== DATA EXTRACT ==

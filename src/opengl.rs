use std::collections::HashSet;
use std::time::{Duration, Instant};

use glium::glutin::{
    self,
    dpi::LogicalSize,
    event::{ElementState, Event, KeyboardInput, StartCause, VirtualKeyCode, WindowEvent},
    event_loop::{ControlFlow, EventLoop},
};
use glium::index::{NoIndices, PrimitiveType};
use glium::{Display, Frame, Surface, VertexBuffer};

use crate::config::WindowConfig;
use crate::error::Error;
use crate::geometry::{mvp, projection, UNIT_TRIANGLE};
use crate::scene::{Fill, FrameClock, FrameInfo, Key, Pass, Scene};
use crate::shader::ProgramSources;

const FRAME_INTERVAL: Duration = Duration::from_nanos(16_666_667);

#[derive(Copy, Clone)]
struct Vertex {
    position: [f32; 3],
}

implement_vertex!(Vertex, position);

struct Mesh {
    vertex_buffer: VertexBuffer<Vertex>,
    indices: NoIndices,
}

fn create_mesh(display: &Display) -> Result<Mesh, Error> {
    let shape: Vec<Vertex> = UNIT_TRIANGLE
        .iter()
        .map(|&position| Vertex { position })
        .collect();

    Ok(Mesh {
        vertex_buffer: VertexBuffer::new(display, &shape)?,
        indices: NoIndices(PrimitiveType::TrianglesList),
    })
}

fn create_display(config: &WindowConfig, event_loop: &EventLoop<()>) -> Result<Display, Error> {
    let window = glutin::window::WindowBuilder::new()
        .with_title(config.title.clone())
        .with_inner_size(LogicalSize::new(config.width, config.height));

    let context = glutin::ContextBuilder::new()
        .with_vsync(config.vsync)
        .with_depth_buffer(24);

    let display = Display::new(window, context, event_loop)?;

    log::info!("Renderer: {}", display.get_opengl_renderer_string());
    log::info!("OpenGL version supported {}", display.get_opengl_version_string());

    Ok(display)
}

fn map_key(code: VirtualKeyCode) -> Key {
    match code {
        VirtualKeyCode::Escape => Key::Escape,
        VirtualKeyCode::Up => Key::Up,
        VirtualKeyCode::Down => Key::Down,
        _ => Key::Other,
    }
}

/// GPU side of a demo: window, unit triangle and the shader program.
pub struct Renderer {
    display: Display,
    mesh: Mesh,
    program: glium::Program,
}

impl Renderer {
    pub fn new(display: Display, sources: &ProgramSources) -> Result<Self, Error> {
        let mesh = create_mesh(&display)?;
        let program = sources.compile(&display)?;

        Ok(Renderer {
            display,
            mesh,
            program,
        })
    }

    fn aspect(&self) -> f32 {
        let (width, height) = self.display.get_framebuffer_dimensions();
        width as f32 / height.max(1) as f32
    }

    fn draw_pass(&self, target: &mut Frame, pass: &Pass, aspect: f32) -> Result<(), Error> {
        let projection = projection(aspect, pass.orientation);

        let (solid, colour) = match pass.fill {
            Fill::Flat(colour) => (true, colour),
            Fill::Gradient => (false, [0.0; 4]),
        };

        let params = glium::DrawParameters {
            depth: glium::Depth {
                test: glium::DepthTest::IfLess,
                write: true,
                ..Default::default()
            },
            ..Default::default()
        };

        for placement in pass.placements.iter() {
            let uniforms = uniform! {
                mvp: mvp(&projection, *placement),
                solid: solid,
                colour: colour,
            };

            target.draw(
                &self.mesh.vertex_buffer,
                &self.mesh.indices,
                &self.program,
                &uniforms,
                &params,
            )?;
        }

        Ok(())
    }

    /// Draws one frame, returns the number of triangles issued.
    pub fn draw_frame(
        &self,
        scene: &mut dyn Scene,
        clock: &mut FrameClock,
    ) -> Result<usize, Error> {
        let frame: FrameInfo = clock.tick(self.aspect());
        let passes = scene.passes(&frame);

        let [r, g, b, a] = scene.clear_colour();
        let mut target = self.display.draw();
        target.clear_color_and_depth((r, g, b, a), 1.0);

        let drawn = passes
            .iter()
            .try_for_each(|pass| self.draw_pass(&mut target, pass, frame.aspect));

        // the frame has to be finished even when a draw call failed
        let finished = target.finish();
        drawn?;
        finished?;

        Ok(passes.iter().map(|pass| pass.placements.len()).sum())
    }
}

/// Opens the window and runs `scene` until it is closed.
///
/// Returns only on initialization errors. Closing the window or pressing
/// Escape exits the process with status 0.
pub fn run<S: Scene + 'static>(config: &WindowConfig, scene: S) -> Result<(), Error> {
    let event_loop = EventLoop::new();

    let display = create_display(config, &event_loop)?;
    let renderer = Renderer::new(display, &ProgramSources::triangle())?;

    let (width, height) = renderer.display.get_framebuffer_dimensions();
    log::info!("{} window {}x{}", config.title, width, height);

    let mut scene = scene;
    let mut clock = FrameClock::new();
    let mut held = HashSet::new();

    let mut fps_count = 0;
    let mut fps_measure = Instant::now() + Duration::from_secs(1);

    event_loop.run(move |event, _, control_flow| {
        match event {
            Event::WindowEvent { event, .. } => match event {
                WindowEvent::CloseRequested => {
                    *control_flow = ControlFlow::Exit;
                    return;
                }
                WindowEvent::KeyboardInput {
                    input:
                        KeyboardInput {
                            state,
                            virtual_keycode: Some(code),
                            ..
                        },
                    ..
                } => {
                    match state {
                        // auto repeat sends Pressed again without a Released
                        ElementState::Pressed => {
                            if held.insert(code) {
                                match map_key(code) {
                                    Key::Escape => *control_flow = ControlFlow::Exit,
                                    key => {
                                        scene.handle_key(key);
                                    }
                                }
                            }
                        }
                        ElementState::Released => {
                            held.remove(&code);
                        }
                    }
                    return;
                }
                _ => return,
            },
            Event::NewEvents(cause) => match cause {
                StartCause::ResumeTimeReached { .. } => (),
                StartCause::Init => (),
                _ => return,
            },
            _ => return,
        }

        let next_frame_time = Instant::now() + FRAME_INTERVAL;
        *control_flow = ControlFlow::WaitUntil(next_frame_time);

        if let Err(err) = renderer.draw_frame(&mut scene, &mut clock) {
            log::error!("{}", err);
            eprintln!("error: {}", err);
            std::process::exit(1);
        }

        if fps_measure < next_frame_time {
            fps_measure = next_frame_time + Duration::from_secs(1);

            log::debug!("FPS {}", fps_count);
            fps_count = 0;
        } else {
            fps_count += 1;
        }
    });
}

#[cfg(test)]
mod tests {
    use super::*;

    #[test]
    fn arrow_keys_and_escape_are_mapped() {
        assert_eq!(map_key(VirtualKeyCode::Escape), Key::Escape);
        assert_eq!(map_key(VirtualKeyCode::Up), Key::Up);
        assert_eq!(map_key(VirtualKeyCode::Down), Key::Down);
        assert_eq!(map_key(VirtualKeyCode::Space), Key::Other);
    }
}
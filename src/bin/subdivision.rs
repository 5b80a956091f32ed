use sierpinski::{
    config::{SubdivisionConfig, WindowConfig},
    logging::{init_logging, LoggingConfig},
    opengl,
    subdivision::SubdivisionScene,
};

fn main() {
    init_logging(LoggingConfig::default());

    // Up / Down change the depth while running
    let config = SubdivisionConfig::default()
        .with_initial_depth(0)
        .with_max_depth(10);

    if let Err(err) = opengl::run(&WindowConfig::default(), SubdivisionScene::new(config)) {
        log::error!("{}", err);
        eprintln!("error: {}", err);
        std::process::exit(1);
    }
}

===

DIRECTIONS ::
Repeat each record above precisely as written.

SOLUTION TO THE EXERCISE ::
filename src/opengl.rs
use std::collections::HashSet;
use std::time::{Duration, Instant};

use glium::glutin::{
    self,
    dpi::LogicalSize,
    event::{ElementState, Event, KeyboardInput, StartCause, VirtualKeyCode, WindowEvent},
    event_loop::{ControlFlow, EventLoop},
};
use glium::index::{NoIndices, PrimitiveType};
use glium::{Display, Frame, Surface, VertexBuffer};

use crate::config::WindowConfig;
use crate::error::Error;
use crate::geometry::{mvp, projection, UNIT_TRIANGLE};
use crate::scene::{Fill, FrameClock, FrameInfo, Key, Pass, Scene};
use crate::shader::ProgramSources;

const FRAME_INTERVAL: Duration = Duration::from_nanos(16_666_667);

#[derive(Copy, Clone)]
struct Vertex {
    position: [f32; 3],
}

implement_vertex!(Vertex, position);

struct Mesh {
    vertex_buffer: VertexBuffer<Vertex>,
    indices: NoIndices,
}

fn create_mesh(display: &Display) -> Result<Mesh, Error> {
    let shape: Vec<Vertex> = UNIT_TRIANGLE
        .iter()
        .map(|&position| Vertex { position })
        .collect();

    Ok(Mesh {
        vertex_buffer: VertexBuffer::new(display, &shape)?,
        indices: NoIndices(PrimitiveType::TrianglesList),
    })
}

fn create_display(config: &WindowConfig, event_loop: &EventLoop<()>) -> Result<Display, Error> {
    let window = glutin::window::WindowBuilder::new()
        .with_title(config.title.clone())
        .with_inner_size(LogicalSize::new(config.width, config.height));

    let context = glutin::ContextBuilder::new()
        .with_vsync(config.vsync)
        .with_depth_buffer(24);

    let display = Display::new(window, context, event_loop)?;

    log::info!("Renderer: {}", display.get_opengl_renderer_string());
    log::info!("OpenGL version supported {}", display.get_opengl_version_string());

    Ok(display)
}

fn map_key(code: VirtualKeyCode) -> Key {
    match code {
        VirtualKeyCode::Escape => Key::Escape,
        VirtualKeyCode::Up => Key::Up,
        VirtualKeyCode::Down => Key::Down,
        _ => Key::Other,
    }
}

/// GPU side of a demo: window, unit triangle and the shader program.
pub struct Renderer {
    display: Display,
    mesh: Mesh,
    program: glium::Program,
}

impl Renderer {
    pub fn new(display: Display, sources: &ProgramSources) -> Result<Self, Error> {
        let mesh = create_mesh(&display)?;
        let program = sources.compile(&display)?;

        Ok(Renderer {
            display,
            mesh,
            program,
        })
    }

    fn aspect(&self) -> f32 {
        let (width, height) = self.display.get_framebuffer_dimensions();
        width as f32 / height.max(1) as f32
    }

    fn draw_pass(&self, target: &mut Frame, pass: &Pass, aspect: f32) -> Result<(), Error> {
        let projection = projection(aspect, pass.orientation);

        let (solid, colour) = match pass.fill {
            Fill::Flat(colour) => (true, colour),
            Fill::Gradient => (false, [0.0; 4]),
        };

        let params = glium::DrawParameters {
            depth: glium::Depth {
                test: glium::DepthTest::IfLess,
                write: true,
                ..Default::default()
            },
            ..Default::default()
        };

        for placement in pass.placements.iter() {
            let uniforms = uniform! {
                mvp: mvp(&projection, *placement),
                solid: solid,
                colour: colour,
            };

            target.draw(
                &self.mesh.vertex_buffer,
                &self.mesh.indices,
                &self.program,
                &uniforms,
                &params,
            )?;
        }

        Ok(())
    }

    /// Draws one frame, returns the number of triangles issued.
    pub fn draw_frame(
        &self,
        scene: &mut dyn Scene,
        clock: &mut FrameClock,
    ) -> Result<usize, Error> {
        let frame: FrameInfo = clock.tick(self.aspect());
        let passes = scene.passes(&frame);

        let [r, g, b, a] = scene.clear_colour();
        let mut target = self.display.draw();
        target.clear_color_and_depth((r, g, b, a), 1.0);

        let drawn = passes
            .iter()
            .try_for_each(|pass| self.draw_pass(&mut target, pass, frame.aspect));

        // the frame has to be finished even when a draw call failed
        let finished = target.finish();
        drawn?;
        finished?;

        Ok(passes.iter().map(|pass| pass.placements.len()).sum())
    }
}

/// Opens the window and runs `scene` until it is closed.
///
/// Returns only on initialization errors. Closing the window or pressing
/// Escape exits the process with status 0.
pub fn run<S: Scene + 'static>(config: &WindowConfig, scene: S) -> Result<(), Error> {
    let event_loop = EventLoop::new();

    let display = create_display(config, &event_loop)?;
    let renderer = Renderer::new(display, &ProgramSources::triangle())?;

    let (width, height) = renderer.display.get_framebuffer_dimensions();
    log::info!("{} window {}x{}", config.title, width, height);

    let mut scene = scene;
    let mut clock = FrameClock::new();
    let mut held = HashSet::new();

    let mut fps_count = 0;
    let mut fps_measure = Instant::now() + Duration::from_secs(1);

    event_loop.run(move |event, _, control_flow| {
        match event {
            Event::WindowEvent { event, .. } => match event {
                WindowEvent::CloseRequested => {
                    *control_flow = ControlFlow::Exit;
                    return;
                }
                WindowEvent::KeyboardInput {
                    input:
                        KeyboardInput {
                            state,
                            virtual_keycode: Some(code),
                            ..
                        },
                    ..
                } => {
                    match state {
                        // auto repeat sends Pressed again without a Released
                        ElementState::Pressed => {
                            if held.insert(code) {
                                match map_key(code) {
                                    Key::Escape => *control_flow = ControlFlow::Exit,
                                    key => {
                                        scene.handle_key(key);
                                    }
                                }
                            }
                        }
                        ElementState::Released => {
                            held.remove(&code);
                        }
                    }
                    return;
                }
                _ => return,
            },
            Event::NewEvents(cause) => match cause {
                StartCause::ResumeTimeReached { .. } => (),
                StartCause::Init => (),
                _ => return,
            },
            _ => return,
        }

        let next_frame_time = Instant::now() + FRAME_INTERVAL;
        *control_flow = ControlFlow::WaitUntil(next_frame_time);

        if let Err(err) = renderer.draw_frame(&mut scene, &mut clock) {
            log::error!("{}", err);
            eprintln!("error: {}", err);
            std::process::exit(1);
        }

        if fps_measure < next_frame_time {
            fps_measure = next_frame_time + Duration::from_secs(1);

            log::debug!("FPS {}", fps_count);
            fps_count = 0;
        } else {
            fps_count += 1;
        }
    });
}

#[cfg(test)]
mod tests {
    use super::*;

    #[test]
    fn arrow_keys_and_escape_are_mapped() {
        assert_eq!(map_key(VirtualKeyCode::Escape), Key::Escape);
        assert_eq!(map_key(VirtualKeyCode::Up), Key::Up);
        assert_eq!(map_key(VirtualKeyCode::Down), Key::Down);
        assert_eq!(map_key(VirtualKeyCode::Space), Key::Other);
    }
}
filename src/bin/subdivision.rs
repository 5b80a956091f32ed
use sierpinski::{
    config::{SubdivisionConfig, WindowConfig},
    logging::{init_logging, LoggingConfig},
    opengl,
    subdivision::SubdivisionScene,
};

fn main() {
    init_logging(LoggingConfig::default());

    // Up / Down change the depth while running
    let config = SubdivisionConfig::default()
        .with_initial_depth(0)
        .with_max_depth(10);

    if let Err(err) = opengl::run(&WindowConfig::default(), SubdivisionScene::new(config)) {
        log::error!("{}", err);
        eprintln!("error: {}", err);
        std::process::exit(1);
    }
}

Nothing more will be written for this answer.